CHACINA NO DF

A perícia por trás da elucidação da chacina que abalou o país

Impressões digitais, vestígios e DNA foram elementos essenciais para a elucidação de um dos crimes mais bárbaros da história do Distrito Federal. Cinco suspeitos foram identificados e presos, além de um menor apreendido ontem

 25/01/2023 Crédito: Marcelo Ferreira/CB/D.A. Press Brasília- DF - Casa da chacina da família do Paranoá. Peritos da Polícia Cívil que trabalharam no caso. Instituto de Identificação. Renata Silva Simões - papiloscopista. -  (crédito:  Marcelo Ferreira/CB/D.A. Press)
25/01/2023 Crédito: Marcelo Ferreira/CB/D.A. Press Brasília- DF - Casa da chacina da família do Paranoá. Peritos da Polícia Cívil que trabalharam no caso. Instituto de Identificação. Renata Silva Simões - papiloscopista. - (crédito: Marcelo Ferreira/CB/D.A. Press)
Darcianne Diogo
postado em 29/01/2023 05:00 / atualizado em 30/08/2023 16:14

Análise de impressões digitais, coleta de vestígios, necropsia e confronto genético.

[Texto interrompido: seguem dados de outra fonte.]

use std::path::PathBuf;

use clap::{Args, Parser, Subcommand};

use taskpad::application::TaskManager;
use taskpad::components::task_row::TaskRow;
use taskpad::config::ClientConfig;
use taskpad::core::pagination::IntersectionEntry;
use taskpad::core::task::{Priority, TaskStatus};
use taskpad::message::Message;
use taskpad::pages::task_form::FormField;
use taskpad::pages::task_list::LIST_END;

#[derive(Parser, Debug)]
#[command(name = "taskpad", about = "List and edit tasks on a remote task server")]
struct Cli {
    /// Base URL of the task collection.
    #[arg(long, env = "TASKPAD_API_URL")]
    api_url: Option<String>,

    /// Config file (defaults to the user config dir).
    #[arg(long)]
    config: Option<PathBuf>,

    #[arg(long)]
    debug: bool,

    #[command(subcommand)]
    command: Command,
}

#[derive(Subcommand, Debug)]
enum Command {
    /// Show tasks, scrolling through up to N pages.
    List {
        #[arg(long, default_value_t = 1)]
        pages: u32,
    },
    /// Create a task.
    Add(TaskFields),
    /// Update an existing task; the list is scanned for it first.
    Update {
        id: String,
        #[command(flatten)]
        fields: TaskFields,
    },
    /// Delete a listed task.
    Delete { id: String },
}

#[derive(Args, Debug)]
struct TaskFields {
    #[arg(long)]
    title: Option<String>,
    #[arg(long)]
    description: Option<String>,
    /// TODO, IN_PROGRESS or COMPLETED.
    #[arg(long, value_parser = parse_status)]
    status: Option<TaskStatus>,
    /// LOW, MEDIUM or HIGH.
    #[arg(long, value_parser = parse_priority)]
    priority: Option<Priority>,
    /// YYYY-MM-DD.
    #[arg(long)]
    due: Option<String>,
}

impl TaskFields {
    fn into_messages(self) -> Vec<Message> {
        let mut messages = Vec::new();
        if let Some(v) = self.title {
            messages.push(Message::Form(FormField::Title(v)));
        }
        if let Some(v) = self.description {
            messages.push(Message::Form(FormField::Description(v)));
        }
        if let Some(v) = self.status {
            messages.push(Message::Form(FormField::Status(v)));
        }
        if let Some(v) = self.priority {
            messages.push(Message::Form(FormField::Priority(v)));
        }
        if let Some(v) = self.due {
            messages.push(Message::Form(FormField::DueDate(v)));
        }
        messages
    }
}

fn parse_status(s: &str) -> Result<TaskStatus, String> {
    TaskStatus::from_keyword(&s.to_uppercase()).ok_or_else(|| format!("unknown status: {}", s))
}

fn parse_priority(s: &str) -> Result<Priority, String> {
    Priority::from_keyword(&s.to_uppercase()).ok_or_else(|| format!("unknown priority: {}", s))
}

fn init_logging(debug: bool) {
    // Logs go to the systemd user journal (`journalctl --user -t taskpad -f`).
    // Wrapper filters: taskpad crate at info/debug (per config), everything else at warn.
    struct FilteredJournal {
        inner: systemd_journal_logger::JournalLog,
    }

    impl log::Log for FilteredJournal {
        fn enabled(&self, metadata: &log::Metadata) -> bool {
            if metadata.target().starts_with("taskpad") {
                let max = if taskpad::debug_logging() {
                    log::LevelFilter::Debug
                } else {
                    log::LevelFilter::Info
                };
                metadata.level() <= max
            } else {
                metadata.level() <= log::LevelFilter::Warn
            }
        }
        fn log(&self, record: &log::Record) {
            if self.enabled(record.metadata()) {
                self.inner.log(record);
            }
        }
        fn flush(&self) {
            self.inner.flush();
        }
    }

    taskpad::set_debug_logging(debug);

    let journal = match systemd_journal_logger::JournalLog::new() {
        Ok(journal) => journal.with_syslog_identifier("taskpad".to_string()),
        Err(e) => {
            eprintln!("journal logging unavailable: {}", e);
            return;
        }
    };
    if log::set_boxed_logger(Box::new(FilteredJournal { inner: journal })).is_ok() {
        // Global max must be Debug so taskpad debug logs can pass through when toggled
        log::set_max_level(log::LevelFilter::Debug);
    }
}

#[tokio::main(flavor = "current_thread")]
async fn main() -> Result<(), Box<dyn std::error::Error>> {
    let cli = Cli::parse();

    let config_path = cli.config.clone().unwrap_or_else(ClientConfig::default_path);
    let mut config = ClientConfig::load(&config_path);
    if let Some(url) = cli.api_url {
        config.api_url = url;
    }
    init_logging(cli.debug || config.debug_logging);

    let mut app = TaskManager::new(&config)?;
    app.update(Message::Load).await;

    match cli.command {
        Command::List { pages } => {
            while app.list().page() < pages && app.list().has_next_page() {
                let before = app.list().page();
                scroll_to_end(&mut app).await;
                if app.list().page() == before {
                    break;
                }
            }
        }
        Command::Add(fields) => {
            for message in fields.into_messages() {
                app.update(message).await;
            }
            submit(&mut app).await?;
        }
        Command::Update { id, fields } => {
            let row = find_row(&mut app, &id).await?;
            app.update(row.edit().into()).await;
            for message in fields.into_messages() {
                app.update(message).await;
            }
            submit(&mut app).await?;
        }
        Command::Delete { id } => {
            let row = find_row(&mut app, &id).await?;
            app.update(row.delete().into()).await;
        }
    }

    println!("{}", app.view());
    Ok(())
}

/// Find the row for `id`, loading further pages as needed.
async fn find_row(
    app: &mut TaskManager,
    id: &str,
) -> Result<TaskRow, Box<dyn std::error::Error>> {
    loop {
        if let Some(row) = app.list().rows().into_iter().find(|r| r.id == id) {
            return Ok(row);
        }
        let before = app.list().page();
        if !app.list().has_next_page() {
            break;
        }
        scroll_to_end(app).await;
        if app.list().page() == before {
            break;
        }
    }
    Err(format!("task {} not found", id).into())
}

/// Scroll the list-end sentinel out of view and back in.
async fn scroll_to_end(app: &mut TaskManager) {
    app.update(Message::Sentinel(IntersectionEntry::new(LIST_END, 0.0))).await;
    app.update(Message::Sentinel(IntersectionEntry::new(LIST_END, 1.0))).await;
}

async fn submit(app: &mut TaskManager) -> Result<(), Box<dyn std::error::Error>> {
    app.update(Message::SubmitForm).await;
    let errors = app.form().errors();
    let problems: Vec<&str> = [errors.title.as_deref(), errors.due_date.as_deref()]
        .into_iter()
        .flatten()
        .collect();
    if !problems.is_empty() {
        return Err(problems.join("; ").into());
    }
    Ok(())
}
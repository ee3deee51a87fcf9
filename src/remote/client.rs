use std::sync::Arc;

use reqwest::header::CONTENT_TYPE;
use reqwest::{Client, Response};

use super::{Operation, TaskApiError};
use crate::core::task::{CreateTask, Task, UpdateTask};

pub const DEFAULT_API_URL: &str = "http://localhost:3001/tasks";

/// Client for the remote task collection.
#[derive(Debug, Clone)]
pub struct TaskApiClient {
    base_url: String,
    http: Client,
}

impl TaskApiClient {
    pub fn new(base_url: &str) -> Result<Self, TaskApiError> {
        let http = Client::builder()
            .build()
            .map_err(|e| TaskApiError::Client(Arc::new(e)))?;
        Ok(Self {
            base_url: base_url.trim_end_matches('/').to_string(),
            http,
        })
    }

    pub fn base_url(&self) -> &str {
        &self.base_url
    }

    fn task_url(&self, id: &str) -> String {
        format!("{}/{}", self.base_url, id)
    }

    /// GET one page of tasks. Pages start at 1; an empty page means there is
    /// nothing further.
    pub async fn fetch_page(&self, page: u32) -> Result<Vec<Task>, TaskApiError> {
        let op = Operation::Fetch;
        let url = format!("{}?page={}", self.base_url, page);
        let resp = self
            .http
            .get(&url)
            .send()
            .await
            .map_err(|e| TaskApiError::transport(op, &url, e))?;

        let resp = check(resp, op).await?;
        let tasks: Vec<Task> = resp
            .json()
            .await
            .map_err(|e| TaskApiError::transport(op, &url, e))?;
        log::debug!("Fetched page {}: {} tasks", page, tasks.len());
        Ok(tasks)
    }

    /// POST a new task; the server fills in id and timestamps.
    pub async fn create(&self, task: &CreateTask) -> Result<Task, TaskApiError> {
        let op = Operation::Add;
        let url = self.base_url.clone();
        let resp = self
            .http
            .post(&url)
            .header(CONTENT_TYPE, "application/json")
            .json(task)
            .send()
            .await
            .map_err(|e| TaskApiError::transport(op, &url, e))?;

        let resp = check(resp, op).await?;
        let created: Task = resp
            .json()
            .await
            .map_err(|e| TaskApiError::transport(op, &url, e))?;
        log::info!("Created task {}: {}", created.id, created.title);
        Ok(created)
    }

    /// PUT only the fields present in `fields`.
    pub async fn update(&self, id: &str, fields: &UpdateTask) -> Result<Task, TaskApiError> {
        let op = Operation::Update;
        let url = self.task_url(id);
        let resp = self
            .http
            .put(&url)
            .header(CONTENT_TYPE, "application/json")
            .json(fields)
            .send()
            .await
            .map_err(|e| TaskApiError::transport(op, &url, e))?;

        let resp = check(resp, op).await?;
        let updated: Task = resp
            .json()
            .await
            .map_err(|e| TaskApiError::transport(op, &url, e))?;
        log::info!("Updated task {}", updated.id);
        Ok(updated)
    }

    /// DELETE a task. Any success status counts; the body is not read.
    pub async fn remove(&self, id: &str) -> Result<(), TaskApiError> {
        let op = Operation::Delete;
        let url = self.task_url(id);
        let resp = self
            .http
            .delete(&url)
            .send()
            .await
            .map_err(|e| TaskApiError::transport(op, &url, e))?;

        check(resp, op).await?;
        log::info!("Deleted task {}", id);
        Ok(())
    }
}

/// Pass success responses through. Otherwise drain the body, log one
/// diagnostic record and turn the response into `RequestFailed`.
async fn check(resp: Response, op: Operation) -> Result<Response, TaskApiError> {
    let status = resp.status();
    if status.is_success() {
        return Ok(resp);
    }

    let url = resp.url().to_string();
    let status_text = status.canonical_reason().unwrap_or_default().to_string();
    let body = resp.text().await.unwrap_or_default();

    log::error!(
        "{} failed: url={} method={} status={} status_text={:?} response_body={:?} timestamp={}",
        op,
        url,
        op.method(),
        status.as_u16(),
        status_text,
        body,
        chrono::Utc::now().to_rfc3339_opts(chrono::SecondsFormat::Millis, true)
    );

    Err(TaskApiError::RequestFailed {
        operation: op,
        status: status.as_u16(),
        status_text,
        url,
    })
}

#[cfg(test)]
pub(crate) mod tests {
    use super::*;
    use crate::core::task::{Priority, TaskStatus};
    use chrono::NaiveDate;
    use mockito::{Matcher, Server};
    use std::cell::RefCell;
    use std::sync::Once;

    thread_local! {
        static CAPTURED: RefCell<Vec<(log::Level, String)>> = const { RefCell::new(Vec::new()) };
    }

    /// Records log lines per thread so parallel tests don't see each other.
    struct CaptureLogger;

    impl log::Log for CaptureLogger {
        fn enabled(&self, _: &log::Metadata) -> bool {
            true
        }
        fn log(&self, record: &log::Record) {
            CAPTURED.with(|c| c.borrow_mut().push((record.level(), record.args().to_string())));
        }
        fn flush(&self) {}
    }

    static CAPTURE: CaptureLogger = CaptureLogger;
    static INSTALL: Once = Once::new();

    pub(crate) fn capture_logs() {
        INSTALL.call_once(|| {
            let _ = log::set_logger(&CAPTURE);
            log::set_max_level(log::LevelFilter::Trace);
        });
        CAPTURED.with(|c| c.borrow_mut().clear());
    }

    pub(crate) fn captured_errors() -> Vec<String> {
        CAPTURED.with(|c| {
            c.borrow()
                .iter()
                .filter(|(level, _)| *level == log::Level::Error)
                .map(|(_, line)| line.clone())
                .collect()
        })
    }

    pub(crate) const PAGE_ONE: &str = r#"[
        {"id":"1","title":"Task 1","description":"Description 1","status":"TODO","priority":"HIGH",
         "dueDate":"2025-04-15T00:00:00.000Z","createdAt":"2025-03-01T00:00:00.000Z","updatedAt":"2025-03-01T00:00:00.000Z"},
        {"id":"2","title":"Task 2","description":"Description 2","status":"IN_PROGRESS","priority":"MEDIUM",
         "dueDate":"2025-04-20T00:00:00.000Z","createdAt":"2025-03-05T00:00:00.000Z","updatedAt":"2025-03-07T00:00:00.000Z"}
    ]"#;

    fn new_task() -> CreateTask {
        CreateTask {
            title: "New Task".into(),
            description: Some("New Description".into()),
            status: TaskStatus::Todo,
            priority: Priority::Medium,
            due_date: NaiveDate::from_ymd_opt(2025, 5, 1).unwrap(),
        }
    }

    #[tokio::test]
    async fn fetch_page_sends_page_query() {
        let mut server = Server::new_async().await;
        let m = server
            .mock("GET", "/tasks")
            .match_query(Matcher::UrlEncoded("page".into(), "1".into()))
            .with_status(200)
            .with_header("content-type", "application/json")
            .with_body(PAGE_ONE)
            .create_async()
            .await;

        let client = TaskApiClient::new(&format!("{}/tasks", server.url())).unwrap();
        let tasks = client.fetch_page(1).await.unwrap();
        m.assert_async().await;
        assert_eq!(tasks.len(), 2);
        assert_eq!(tasks[0].id, "1");
        assert_eq!(tasks[1].status, TaskStatus::InProgress);
    }

    #[tokio::test]
    async fn fetch_page_failure_logs_once() {
        capture_logs();
        let mut server = Server::new_async().await;
        let _m = server
            .mock("GET", "/tasks")
            .match_query(Matcher::UrlEncoded("page".into(), "1".into()))
            .with_status(500)
            .with_body("Server error")
            .create_async()
            .await;

        let client = TaskApiClient::new(&format!("{}/tasks", server.url())).unwrap();
        let err = client.fetch_page(1).await.unwrap_err();
        assert_eq!(err.to_string(), "Fetch Task failed: 500 Internal Server Error");
        match &err {
            TaskApiError::RequestFailed { url, .. } => assert!(url.ends_with("/tasks?page=1")),
            other => panic!("unexpected error: {:?}", other),
        }

        let errors = captured_errors();
        assert_eq!(errors.len(), 1);
        assert!(errors[0].contains("method=GET"));
        assert!(errors[0].contains("status=500"));
        assert!(errors[0].contains("Server error"));
        assert!(errors[0].contains("timestamp="));
    }

    #[tokio::test]
    async fn create_posts_json_body() {
        let mut server = Server::new_async().await;
        let m = server
            .mock("POST", "/tasks")
            .match_header("content-type", "application/json")
            .match_body(Matcher::Json(serde_json::json!({
                "title": "New Task",
                "description": "New Description",
                "status": "TODO",
                "priority": "MEDIUM",
                "dueDate": "2025-05-01T00:00:00.000Z"
            })))
            .with_status(201)
            .with_body(
                r#"{"id":"3","title":"New Task","description":"New Description","status":"TODO",
                    "priority":"MEDIUM","dueDate":"2025-05-01T00:00:00.000Z",
                    "createdAt":"2025-03-10T00:00:00.000Z","updatedAt":"2025-03-10T00:00:00.000Z"}"#,
            )
            .create_async()
            .await;

        let client = TaskApiClient::new(&format!("{}/tasks", server.url())).unwrap();
        let created = client.create(&new_task()).await.unwrap();
        m.assert_async().await;
        assert_eq!(created.id, "3");
        assert_eq!(created.to_create(), new_task());
    }

    #[tokio::test]
    async fn create_failure_message() {
        capture_logs();
        let mut server = Server::new_async().await;
        let _m = server
            .mock("POST", "/tasks")
            .with_status(400)
            .with_body("Invalid task data")
            .create_async()
            .await;

        let client = TaskApiClient::new(&format!("{}/tasks", server.url())).unwrap();
        let err = client.create(&new_task()).await.unwrap_err();
        assert_eq!(err.to_string(), "Add Task failed: 400 Bad Request");
        assert_eq!(captured_errors().len(), 1);
    }

    #[tokio::test]
    async fn update_sends_only_given_fields() {
        let mut server = Server::new_async().await;
        let m = server
            .mock("PUT", "/tasks/1")
            .match_body(Matcher::Json(serde_json::json!({
                "title": "Updated Task",
                "status": "COMPLETED",
                "priority": "LOW"
            })))
            .with_status(200)
            .with_body(
                r#"{"id":"1","title":"Updated Task","description":"Original Description","status":"COMPLETED",
                    "priority":"LOW","dueDate":"2025-04-15T00:00:00.000Z",
                    "createdAt":"2025-03-01T00:00:00.000Z","updatedAt":"2025-03-11T00:00:00.000Z"}"#,
            )
            .create_async()
            .await;

        let client = TaskApiClient::new(&format!("{}/tasks/", server.url())).unwrap();
        let fields = UpdateTask {
            title: Some("Updated Task".into()),
            status: Some(TaskStatus::Completed),
            priority: Some(Priority::Low),
            ..Default::default()
        };
        let updated = client.update("1", &fields).await.unwrap();
        m.assert_async().await;
        assert_eq!(updated.title, "Updated Task");
        assert_eq!(updated.description.as_deref(), Some("Original Description"));
    }

    #[tokio::test]
    async fn update_failure_message() {
        let mut server = Server::new_async().await;
        let _m = server
            .mock("PUT", "/tasks/1")
            .with_status(404)
            .with_body("Task not found")
            .create_async()
            .await;

        let client = TaskApiClient::new(&format!("{}/tasks", server.url())).unwrap();
        let fields = UpdateTask {
            status: Some(TaskStatus::Completed),
            ..Default::default()
        };
        let err = client.update("1", &fields).await.unwrap_err();
        assert_eq!(err.to_string(), "Update Task failed: 404 Not Found");
    }

    #[tokio::test]
    async fn remove_accepts_empty_success() {
        let mut server = Server::new_async().await;
        let m = server
            .mock("DELETE", "/tasks/1")
            .with_status(204)
            .create_async()
            .await;

        let client = TaskApiClient::new(&format!("{}/tasks", server.url())).unwrap();
        client.remove("1").await.unwrap();
        m.assert_async().await;
    }

    #[tokio::test]
    async fn remove_failure_message() {
        let mut server = Server::new_async().await;
        let _m = server
            .mock("DELETE", "/tasks/1")
            .with_status(404)
            .with_body("Task not found")
            .create_async()
            .await;

        let client = TaskApiClient::new(&format!("{}/tasks", server.url())).unwrap();
        let err = client.remove("1").await.unwrap_err();
        assert_eq!(err.to_string(), "Delete Task failed: 404 Not Found");
    }

    #[tokio::test]
    async fn malformed_body_is_a_transport_error() {
        let mut server = Server::new_async().await;
        let _m = server
            .mock("GET", "/tasks")
            .match_query(Matcher::Any)
            .with_status(200)
            .with_body("not json")
            .create_async()
            .await;

        let client = TaskApiClient::new(&format!("{}/tasks", server.url())).unwrap();
        let err = client.fetch_page(2).await.unwrap_err();
        assert!(matches!(err, TaskApiError::Transport { operation: Operation::Fetch, .. }));
        assert!(err.to_string().starts_with("Fetch Task failed:"));
    }
}
mod cache;

use std::sync::{Arc, Mutex, MutexGuard, PoisonError};

use futures::FutureExt;

use crate::core::task::{CreateTask, Task, UpdateTask};
use crate::remote::{TaskApiClient, TaskApiError};
use cache::{PageCache, Settled};

/// What a view should render for one page right now.
#[derive(Debug, Clone, Default, PartialEq)]
pub struct PageQuery {
    pub data: Option<Vec<Task>>,
    pub is_loading: bool,
    pub error: Option<String>,
    /// `data` belongs to an earlier page and is only shown until this one loads.
    pub is_placeholder: bool,
}

impl PageQuery {
    fn ready(tasks: Vec<Task>) -> Self {
        Self {
            data: Some(tasks),
            ..Default::default()
        }
    }

    fn failed(error: &TaskApiError) -> Self {
        Self {
            error: Some(error.to_string()),
            ..Default::default()
        }
    }

    /// Whether another page is worth requesting. Only looks at this page:
    /// any non-empty page implies there may be more.
    pub fn has_next_page(&self) -> bool {
        self.data.as_ref().is_some_and(|tasks| !tasks.is_empty())
    }

    /// Fetched tasks for this page, ignoring placeholder data.
    pub fn tasks(&self) -> Option<&[Task]> {
        if self.is_placeholder {
            return None;
        }
        self.data.as_deref()
    }
}

/// Returned by a successful delete: the caller must go back to page 1.
#[must_use = "a delete invalidates every page; reset pagination to page 1"]
#[derive(Debug, Clone, Copy, PartialEq, Eq)]
pub struct PageReset;

impl PageReset {
    pub const PAGE: u32 = 1;
}

/// Front door to the task resource for views: deduplicated page reads and
/// writes that invalidate what they touch.
#[derive(Clone)]
pub struct TaskQueries {
    client: TaskApiClient,
    cache: Arc<Mutex<PageCache>>,
}

impl TaskQueries {
    pub fn new(client: TaskApiClient) -> Self {
        Self {
            client,
            cache: Arc::new(Mutex::new(PageCache::default())),
        }
    }

    pub fn client(&self) -> &TaskApiClient {
        &self.client
    }

    fn lock(&self) -> MutexGuard<'_, PageCache> {
        self.cache.lock().unwrap_or_else(PoisonError::into_inner)
    }

    /// Read `page`, from cache if possible. A read already in flight for the
    /// same page is joined rather than sent again.
    pub async fn query(&self, page: u32) -> PageQuery {
        let (seq, future) = {
            let mut cache = self.lock();
            if let Some(tasks) = cache.cached(page) {
                log::debug!("Page {} served from cache", page);
                return PageQuery::ready(tasks.clone());
            }
            match cache.in_flight(page) {
                Some(flight) => {
                    log::debug!("Page {} already in flight, joining", page);
                    (flight.seq, flight.future.clone())
                }
                None => {
                    let client = self.client.clone();
                    let future = async move { client.fetch_page(page).await }
                        .boxed()
                        .shared();
                    let seq = cache.start(page, future.clone());
                    log::debug!("Requesting page {}", page);
                    (seq, future)
                }
            }
        };

        let result = future.await;
        match self.lock().finish(page, seq, &result) {
            Settled::Stored | Settled::AlreadyRecorded => {}
            Settled::Superseded => {
                log::debug!("Page {} response arrived after invalidation, not cached", page);
            }
        }

        match result {
            Ok(tasks) => PageQuery::ready(tasks),
            Err(e) => PageQuery::failed(&e),
        }
    }

    /// Non-blocking view of `page`: cached data, loading state with the last
    /// good page as placeholder, or the last error.
    pub fn snapshot(&self, page: u32) -> PageQuery {
        let cache = self.lock();
        if let Some(tasks) = cache.cached(page) {
            return PageQuery::ready(tasks.clone());
        }
        if cache.in_flight(page).is_some() {
            let data = cache.last_data().cloned();
            return PageQuery {
                is_placeholder: data.is_some(),
                data,
                is_loading: true,
                error: None,
            };
        }
        match cache.error(page) {
            Some(e) => PageQuery::failed(e),
            None => PageQuery::default(),
        }
    }

    pub fn invalidate(&self, page: u32) {
        log::debug!("Invalidating page {}", page);
        self.lock().invalidate(page);
    }

    pub fn invalidate_all(&self) {
        log::debug!("Invalidating all pages");
        self.lock().invalidate_all();
    }

    /// Create a task. On success the current page's read is invalidated.
    pub async fn create(&self, payload: &CreateTask, page: u32) -> Result<Task, TaskApiError> {
        let created = self.client.create(payload).await?;
        self.invalidate(page);
        Ok(created)
    }

    /// Update `id` with the given fields. On success the current page's read
    /// is invalidated.
    pub async fn update(
        &self,
        id: &str,
        fields: &UpdateTask,
        page: u32,
    ) -> Result<Task, TaskApiError> {
        let updated = self.client.update(id, fields).await?;
        self.invalidate(page);
        Ok(updated)
    }

    /// Delete `id`. Items shift between pages after a delete, so every
    /// cached page is dropped and the caller is told to restart at page 1.
    pub async fn remove(&self, id: &str, page: u32) -> Result<PageReset, TaskApiError> {
        self.client.remove(id).await?;
        log::debug!("Task {} removed while on page {}", id, page);
        self.invalidate_all();
        Ok(PageReset)
    }
}
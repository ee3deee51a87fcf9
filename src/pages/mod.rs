pub mod task_form;
pub mod task_list;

Os elementos fazem parte de um trabalho minucioso da perícia técnica do Distrito Federal, que foram fundamentais na elucidação da maior chacina do DF. Em um tempo recorde, peritos papiloscopistas, peritos criminais e peritos médicos-legistas desvendaram detalhes do massacre que resultou na morte de 10 pessoas da mesma família. O resultado foi a identificação ágil de quatro vítimas encontradas em avançado estado de decomposição e dos autores já presos — incluindo o adolescente de 17 anos, acusado de atuar nos crimes, que foi apreendido novamente, ontem, pela Polícia Civil (PCDF), por meio de mandado expedido pela Vara da Infância e Juventude (VIJDF) e cumprido pela Delegacia da Criança e do Adolescente (DCA I).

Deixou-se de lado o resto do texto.